§ **Task instructions**
Write each of the records out again exactly.
-------
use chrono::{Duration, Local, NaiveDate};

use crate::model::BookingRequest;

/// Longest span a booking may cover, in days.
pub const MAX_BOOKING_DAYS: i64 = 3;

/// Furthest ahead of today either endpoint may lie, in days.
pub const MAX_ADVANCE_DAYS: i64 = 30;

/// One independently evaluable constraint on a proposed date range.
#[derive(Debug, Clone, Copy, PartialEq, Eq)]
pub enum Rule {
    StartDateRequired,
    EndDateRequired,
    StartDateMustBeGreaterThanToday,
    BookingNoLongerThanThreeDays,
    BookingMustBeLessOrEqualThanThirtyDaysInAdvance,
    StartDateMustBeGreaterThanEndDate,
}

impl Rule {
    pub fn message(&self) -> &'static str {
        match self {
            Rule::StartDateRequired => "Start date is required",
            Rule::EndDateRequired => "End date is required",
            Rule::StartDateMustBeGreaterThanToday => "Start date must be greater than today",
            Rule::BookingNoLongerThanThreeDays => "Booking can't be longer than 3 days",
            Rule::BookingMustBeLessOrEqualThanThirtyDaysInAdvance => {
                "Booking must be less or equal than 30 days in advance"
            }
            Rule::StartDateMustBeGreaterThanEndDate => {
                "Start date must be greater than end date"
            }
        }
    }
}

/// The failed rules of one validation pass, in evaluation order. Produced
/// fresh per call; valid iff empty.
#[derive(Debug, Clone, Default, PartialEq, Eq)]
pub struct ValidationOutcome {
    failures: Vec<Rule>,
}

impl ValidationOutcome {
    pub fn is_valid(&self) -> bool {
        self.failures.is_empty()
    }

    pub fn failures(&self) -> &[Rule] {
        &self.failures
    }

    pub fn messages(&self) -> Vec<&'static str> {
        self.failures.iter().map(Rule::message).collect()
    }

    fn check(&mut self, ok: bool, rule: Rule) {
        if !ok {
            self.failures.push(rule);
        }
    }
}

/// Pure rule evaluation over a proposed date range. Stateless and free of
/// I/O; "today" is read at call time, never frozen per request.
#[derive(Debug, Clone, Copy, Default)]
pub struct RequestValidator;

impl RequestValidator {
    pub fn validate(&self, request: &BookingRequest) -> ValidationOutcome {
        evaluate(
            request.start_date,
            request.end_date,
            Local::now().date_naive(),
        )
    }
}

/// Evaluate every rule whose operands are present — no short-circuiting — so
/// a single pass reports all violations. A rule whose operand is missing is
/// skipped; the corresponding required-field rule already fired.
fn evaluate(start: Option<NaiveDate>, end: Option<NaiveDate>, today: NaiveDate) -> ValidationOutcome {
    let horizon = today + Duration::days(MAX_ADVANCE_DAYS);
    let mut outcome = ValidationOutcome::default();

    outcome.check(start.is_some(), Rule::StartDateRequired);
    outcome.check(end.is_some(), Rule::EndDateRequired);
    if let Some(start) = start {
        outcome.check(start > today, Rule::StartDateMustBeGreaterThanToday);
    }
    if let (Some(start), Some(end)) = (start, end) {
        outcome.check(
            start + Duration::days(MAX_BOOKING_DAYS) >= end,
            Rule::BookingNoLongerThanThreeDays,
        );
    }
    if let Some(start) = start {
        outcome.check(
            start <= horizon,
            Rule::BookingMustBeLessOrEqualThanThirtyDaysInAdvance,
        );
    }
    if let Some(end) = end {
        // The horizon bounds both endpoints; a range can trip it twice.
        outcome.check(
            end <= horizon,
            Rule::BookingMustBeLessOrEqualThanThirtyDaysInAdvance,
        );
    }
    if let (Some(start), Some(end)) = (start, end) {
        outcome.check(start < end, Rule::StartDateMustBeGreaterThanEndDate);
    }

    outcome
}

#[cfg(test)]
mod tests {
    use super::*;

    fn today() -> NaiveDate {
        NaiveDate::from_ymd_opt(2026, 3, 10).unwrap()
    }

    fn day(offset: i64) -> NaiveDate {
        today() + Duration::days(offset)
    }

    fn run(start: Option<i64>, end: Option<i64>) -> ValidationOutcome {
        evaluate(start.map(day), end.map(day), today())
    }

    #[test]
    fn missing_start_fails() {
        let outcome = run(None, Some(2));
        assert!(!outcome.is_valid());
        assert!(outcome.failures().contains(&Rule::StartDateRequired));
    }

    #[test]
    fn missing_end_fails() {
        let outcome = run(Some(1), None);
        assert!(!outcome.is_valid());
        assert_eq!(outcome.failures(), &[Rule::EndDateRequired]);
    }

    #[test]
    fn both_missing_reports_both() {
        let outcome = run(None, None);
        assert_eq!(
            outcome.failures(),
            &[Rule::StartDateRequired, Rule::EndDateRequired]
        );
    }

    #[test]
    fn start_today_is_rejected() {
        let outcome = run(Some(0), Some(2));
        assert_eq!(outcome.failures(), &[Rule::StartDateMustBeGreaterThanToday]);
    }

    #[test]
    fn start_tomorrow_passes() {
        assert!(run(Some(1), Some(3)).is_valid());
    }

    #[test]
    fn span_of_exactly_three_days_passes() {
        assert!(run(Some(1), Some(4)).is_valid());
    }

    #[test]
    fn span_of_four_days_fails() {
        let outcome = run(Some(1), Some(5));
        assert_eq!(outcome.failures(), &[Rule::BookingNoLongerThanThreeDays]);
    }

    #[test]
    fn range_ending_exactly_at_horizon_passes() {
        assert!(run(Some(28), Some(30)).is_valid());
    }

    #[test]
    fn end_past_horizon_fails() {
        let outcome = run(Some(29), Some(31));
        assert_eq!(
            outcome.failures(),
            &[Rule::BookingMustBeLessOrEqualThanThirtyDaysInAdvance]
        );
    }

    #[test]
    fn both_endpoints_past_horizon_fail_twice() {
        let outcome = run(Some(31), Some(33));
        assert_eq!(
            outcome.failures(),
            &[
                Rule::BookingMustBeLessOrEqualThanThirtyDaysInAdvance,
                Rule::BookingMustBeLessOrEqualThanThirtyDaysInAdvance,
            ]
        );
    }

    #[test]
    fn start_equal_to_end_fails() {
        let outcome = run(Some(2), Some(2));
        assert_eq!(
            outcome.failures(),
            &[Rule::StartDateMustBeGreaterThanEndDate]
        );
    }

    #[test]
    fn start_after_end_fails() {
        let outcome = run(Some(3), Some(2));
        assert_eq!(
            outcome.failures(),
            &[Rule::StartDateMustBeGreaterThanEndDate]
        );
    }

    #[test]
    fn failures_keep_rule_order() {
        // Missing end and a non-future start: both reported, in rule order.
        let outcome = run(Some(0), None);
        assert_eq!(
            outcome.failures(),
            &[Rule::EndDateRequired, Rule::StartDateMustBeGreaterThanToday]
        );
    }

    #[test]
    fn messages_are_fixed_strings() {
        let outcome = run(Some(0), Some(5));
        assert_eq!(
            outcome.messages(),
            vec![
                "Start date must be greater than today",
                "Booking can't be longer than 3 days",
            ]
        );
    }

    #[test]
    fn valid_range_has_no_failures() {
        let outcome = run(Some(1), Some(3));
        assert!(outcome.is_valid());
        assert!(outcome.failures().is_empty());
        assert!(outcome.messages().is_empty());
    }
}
-------
§ **Solution for this task**
use chrono::{Duration, Local, NaiveDate};

use crate::model::BookingRequest;

/// Longest span a booking may cover, in days.
pub const MAX_BOOKING_DAYS: i64 = 3;

/// Furthest ahead of today either endpoint may lie, in days.
pub const MAX_ADVANCE_DAYS: i64 = 30;

/// One independently evaluable constraint on a proposed date range.
#[derive(Debug, Clone, Copy, PartialEq, Eq)]
pub enum Rule {
    StartDateRequired,
    EndDateRequired,
    StartDateMustBeGreaterThanToday,
    BookingNoLongerThanThreeDays,
    BookingMustBeLessOrEqualThanThirtyDaysInAdvance,
    StartDateMustBeGreaterThanEndDate,
}

impl Rule {
    pub fn message(&self) -> &'static str {
        match self {
            Rule::StartDateRequired => "Start date is required",
            Rule::EndDateRequired => "End date is required",
            Rule::StartDateMustBeGreaterThanToday => "Start date must be greater than today",
            Rule::BookingNoLongerThanThreeDays => "Booking can't be longer than 3 days",
            Rule::BookingMustBeLessOrEqualThanThirtyDaysInAdvance => {
                "Booking must be less or equal than 30 days in advance"
            }
            Rule::StartDateMustBeGreaterThanEndDate => {
                "Start date must be greater than end date"
            }
        }
    }
}

/// The failed rules of one validation pass, in evaluation order. Produced
/// fresh per call; valid iff empty.
#[derive(Debug, Clone, Default, PartialEq, Eq)]
pub struct ValidationOutcome {
    failures: Vec<Rule>,
}

impl ValidationOutcome {
    pub fn is_valid(&self) -> bool {
        self.failures.is_empty()
    }

    pub fn failures(&self) -> &[Rule] {
        &self.failures
    }

    pub fn messages(&self) -> Vec<&'static str> {
        self.failures.iter().map(Rule::message).collect()
    }

    fn check(&mut self, ok: bool, rule: Rule) {
        if !ok {
            self.failures.push(rule);
        }
    }
}

/// Pure rule evaluation over a proposed date range. Stateless and free of
/// I/O; "today" is read at call time, never frozen per request.
#[derive(Debug, Clone, Copy, Default)]
pub struct RequestValidator;

impl RequestValidator {
    pub fn validate(&self, request: &BookingRequest) -> ValidationOutcome {
        evaluate(
            request.start_date,
            request.end_date,
            Local::now().date_naive(),
        )
    }
}

/// Evaluate every rule whose operands are present — no short-circuiting — so
/// a single pass reports all violations. A rule whose operand is missing is
/// skipped; the corresponding required-field rule already fired.
fn evaluate(start: Option<NaiveDate>, end: Option<NaiveDate>, today: NaiveDate) -> ValidationOutcome {
    let horizon = today + Duration::days(MAX_ADVANCE_DAYS);
    let mut outcome = ValidationOutcome::default();

    outcome.check(start.is_some(), Rule::StartDateRequired);
    outcome.check(end.is_some(), Rule::EndDateRequired);
    if let Some(start) = start {
        outcome.check(start > today, Rule::StartDateMustBeGreaterThanToday);
    }
    if let (Some(start), Some(end)) = (start, end) {
        outcome.check(
            start + Duration::days(MAX_BOOKING_DAYS) >= end,
            Rule::BookingNoLongerThanThreeDays,
        );
    }
    if let Some(start) = start {
        outcome.check(
            start <= horizon,
            Rule::BookingMustBeLessOrEqualThanThirtyDaysInAdvance,
        );
    }
    if let Some(end) = end {
        // The horizon bounds both endpoints; a range can trip it twice.
        outcome.check(
            end <= horizon,
            Rule::BookingMustBeLessOrEqualThanThirtyDaysInAdvance,
        );
    }
    if let (Some(start), Some(end)) = (start, end) {
        outcome.check(start < end, Rule::StartDateMustBeGreaterThanEndDate);
    }

    outcome
}

#[cfg(test)]
mod tests {
    use super::*;

    fn today() -> NaiveDate {
        NaiveDate::from_ymd_opt(2026, 3, 10).unwrap()
    }

    fn day(offset: i64) -> NaiveDate {
        today() + Duration::days(offset)
    }

    fn run(start: Option<i64>, end: Option<i64>) -> ValidationOutcome {
        evaluate(start.map(day), end.map(day), today())
    }

    #[test]
    fn missing_start_fails() {
        let outcome = run(None, Some(2));
        assert!(!outcome.is_valid());
        assert!(outcome.failures().contains(&Rule::StartDateRequired));
    }

    #[test]
    fn missing_end_fails() {
        let outcome = run(Some(1), None);
        assert!(!outcome.is_valid());
        assert_eq!(outcome.failures(), &[Rule::EndDateRequired]);
    }

    #[test]
    fn both_missing_reports_both() {
        let outcome = run(None, None);
        assert_eq!(
            outcome.failures(),
            &[Rule::StartDateRequired, Rule::EndDateRequired]
        );
    }

    #[test]
    fn start_today_is_rejected() {
        let outcome = run(Some(0), Some(2));
        assert_eq!(outcome.failures(), &[Rule::StartDateMustBeGreaterThanToday]);
    }

    #[test]
    fn start_tomorrow_passes() {
        assert!(run(Some(1), Some(3)).is_valid());
    }

    #[test]
    fn span_of_exactly_three_days_passes() {
        assert!(run(Some(1), Some(4)).is_valid());
    }

    #[test]
    fn span_of_four_days_fails() {
        let outcome = run(Some(1), Some(5));
        assert_eq!(outcome.failures(), &[Rule::BookingNoLongerThanThreeDays]);
    }

    #[test]
    fn range_ending_exactly_at_horizon_passes() {
        assert!(run(Some(28), Some(30)).is_valid());
    }

    #[test]
    fn end_past_horizon_fails() {
        let outcome = run(Some(29), Some(31));
        assert_eq!(
            outcome.failures(),
            &[Rule::BookingMustBeLessOrEqualThanThirtyDaysInAdvance]
        );
    }

    #[test]
    fn both_endpoints_past_horizon_fail_twice() {
        let outcome = run(Some(31), Some(33));
        assert_eq!(
            outcome.failures(),
            &[
                Rule::BookingMustBeLessOrEqualThanThirtyDaysInAdvance,
                Rule::BookingMustBeLessOrEqualThanThirtyDaysInAdvance,
            ]
        );
    }

    #[test]
    fn start_equal_to_end_fails() {
        let outcome = run(Some(2), Some(2));
        assert_eq!(
            outcome.failures(),
            &[Rule::StartDateMustBeGreaterThanEndDate]
        );
    }

    #[test]
    fn start_after_end_fails() {
        let outcome = run(Some(3), Some(2));
        assert_eq!(
            outcome.failures(),
            &[Rule::StartDateMustBeGreaterThanEndDate]
        );
    }

    #[test]
    fn failures_keep_rule_order() {
        // Missing end and a non-future start: both reported, in rule order.
        let outcome = run(Some(0), None);
        assert_eq!(
            outcome.failures(),
            &[Rule::EndDateRequired, Rule::StartDateMustBeGreaterThanToday]
        );
    }

    #[test]
    fn messages_are_fixed_strings() {
        let outcome = run(Some(0), Some(5));
        assert_eq!(
            outcome.messages(),
            vec![
                "Start date must be greater than today",
                "Booking can't be longer than 3 days",
            ]
        );
    }

    #[test]
    fn valid_range_has_no_failures() {
        let outcome = run(Some(1), Some(3));
        assert!(outcome.is_valid());
        assert!(outcome.failures().is_empty());
        assert!(outcome.messages().is_empty());
    }
}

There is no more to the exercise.